They say you have to write every day. I had the urge, so I decided to blindly continue a piece I previewed here last year.
“I just don’t get what I’m doing wrong,” I growled.
Everything was white around me. The hills were dunes of snow, blowing away and reforming with the wind. The sky was a slight shade off, shifting as wave after wave of fresh powder hit the ground around me. I could pick out trees, but only because their trunks were a distinct earth tone against the rest of my surroundings.
“You’re waiting too long,” Gritty whispered to me, “I’ve never seen someone react as slow as you.”
I moved a little closer so I could see over the hill in front of me. I couldn’t tell if it could see me, but I didn’t want to risk being outsmarted a third time. It was a stupid animal, this wasn’t supposed to be difficult.

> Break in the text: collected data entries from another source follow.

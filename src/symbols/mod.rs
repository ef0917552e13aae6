//! 符号库 - 静态数学符号目录
//!
//! 将常数、希腊字母、运算符、函数映射为 LaTeX 规范写法。
//!
//! ## 组成
//! - catalog: 分类目录（查找 / 按分类列举）
//! - palette: 数字键盘与公式宏键盘布局

mod catalog;
pub mod palette;

use serde::{Deserialize, Serialize};

pub use catalog::{find_by_glyph, list_category, lookup};

/// 符号（显示字形 + 规范 token）
///
/// 进程级静态数据，不可变
#[derive(Debug, Clone, Copy, PartialEq, Eq, Serialize)]
pub struct Symbol {
    /// 查找名（如 "alpha"）
    pub name: &'static str,
    /// 显示字形（如 "α"）
    pub glyph: &'static str,
    /// 插入缓冲区的 LaTeX token（如 "\alpha"）
    pub token: &'static str,
}

impl Symbol {
    pub const fn new(name: &'static str, glyph: &'static str, token: &'static str) -> Self {
        Self { name, glyph, token }
    }
}

/// 符号分类
#[derive(Debug, Clone, Copy, PartialEq, Eq, Hash, Serialize, Deserialize)]
#[serde(rename_all = "snake_case")]
pub enum Category {
    /// 数学常数
    Constants,
    /// 小写希腊字母
    GreekLower,
    /// 大写希腊字母
    GreekUpper,
    /// 运算符
    Operators,
    /// 数学函数
    Functions,
}

impl Category {
    /// 声明顺序
    pub const ALL: [Category; 5] = [
        Category::Constants,
        Category::GreekLower,
        Category::GreekUpper,
        Category::Operators,
        Category::Functions,
    ];

    /// 符号选择器中的分区顺序
    pub const PICKER_ORDER: [Category; 5] = [
        Category::Operators,
        Category::Constants,
        Category::Functions,
        Category::GreekLower,
        Category::GreekUpper,
    ];

    /// 获取分类的显示名称
    pub fn display_name(&self) -> &'static str {
        match self {
            Category::Constants => "Constants",
            Category::GreekLower => "Greek Lowercase",
            Category::GreekUpper => "Greek Uppercase",
            Category::Operators => "Operators",
            Category::Functions => "Functions",
        }
    }

    /// 命令行中使用的名称
    pub fn key(&self) -> &'static str {
        match self {
            Category::Constants => "constants",
            Category::GreekLower => "greek_lower",
            Category::GreekUpper => "greek_upper",
            Category::Operators => "operators",
            Category::Functions => "functions",
        }
    }

    /// 从名称解析分类
    ///
    /// 接受 snake_case 名称、显示名称以及常用简写，大小写不敏感
    pub fn from_name(name: &str) -> Option<Self> {
        let key = name.trim().to_lowercase().replace([' ', '-'], "_");
        match key.as_str() {
            "constants" | "constant" | "const" => Some(Category::Constants),
            "greek_lower" | "greek_lowercase" | "greek" => Some(Category::GreekLower),
            "greek_upper" | "greek_uppercase" | "greek_cap" => Some(Category::GreekUpper),
            "operators" | "operator" | "op" | "ops" => Some(Category::Operators),
            "functions" | "function" | "fn" | "func" => Some(Category::Functions),
            _ => None,
        }
    }
}

#[cfg(test)]
mod tests {
    use super::*;

    #[test]
    fn test_category_from_name() {
        assert_eq!(Category::from_name("greek_lower"), Some(Category::GreekLower));
        assert_eq!(
            Category::from_name("Greek Uppercase"),
            Some(Category::GreekUpper)
        );
        assert_eq!(Category::from_name("OPS"), Some(Category::Operators));
        assert_eq!(Category::from_name("matrices"), None);
    }

    #[test]
    fn test_display_names_round_trip() {
        for category in Category::ALL {
            assert_eq!(Category::from_name(category.display_name()), Some(category));
            assert_eq!(Category::from_name(category.key()), Some(category));
        }
    }
}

There it was, against the snow, something like a deer. I say like a deer, because it was relatively wooly, like a shaggy llama. Also, whoever thought of those horns needed a lesson or two in overdesigning. Each of its horns was like a tree on its own, arcing up, splitting off in branches that were also burdened with snow.
Gritty moved closer, and I wondered if he wasn’t going to just go after it himself. I still didn’t know why he was helping me. Lord knows I didn’t deserve it. I hefted up my spear as if ready to throw it, pointed at the woolbuck.
The wind picked up in a burst that nearly tossed the spear from my hand.
“Shit,” I whispered. The woolbuck turned this way and that, and for a moment I was afraid I spooked it.
“Yeah,” Gritty said, “That’s the last warning. It’ll get dark soon, which means we need to get back to the island.”
That was what he insisted on calling the starting area. Either that or some other demeaning combination of noob, land, ville, town, or shitter. I tried to ignore it. I was new, I deserved the insults, especially if I couldn’t down a simple animal in the woods.
Gritty told me that first night, “If you don’t kill, you don’t eat. If you don’t eat, you die. Sounds obvious, then 50% of new players die once in shitter town and never play again.”
I saw the other players in the noob town. The game had a way of displaying hunger on a character. You could see their faces under their furred hoods, stretched then and turning blue. Some of them gestured wildly, trying to get the attention of any other character they could. They begged with what little breath they had, for food, money, trades. The other half were quiet, standing like statues that turned more stoney by the minute.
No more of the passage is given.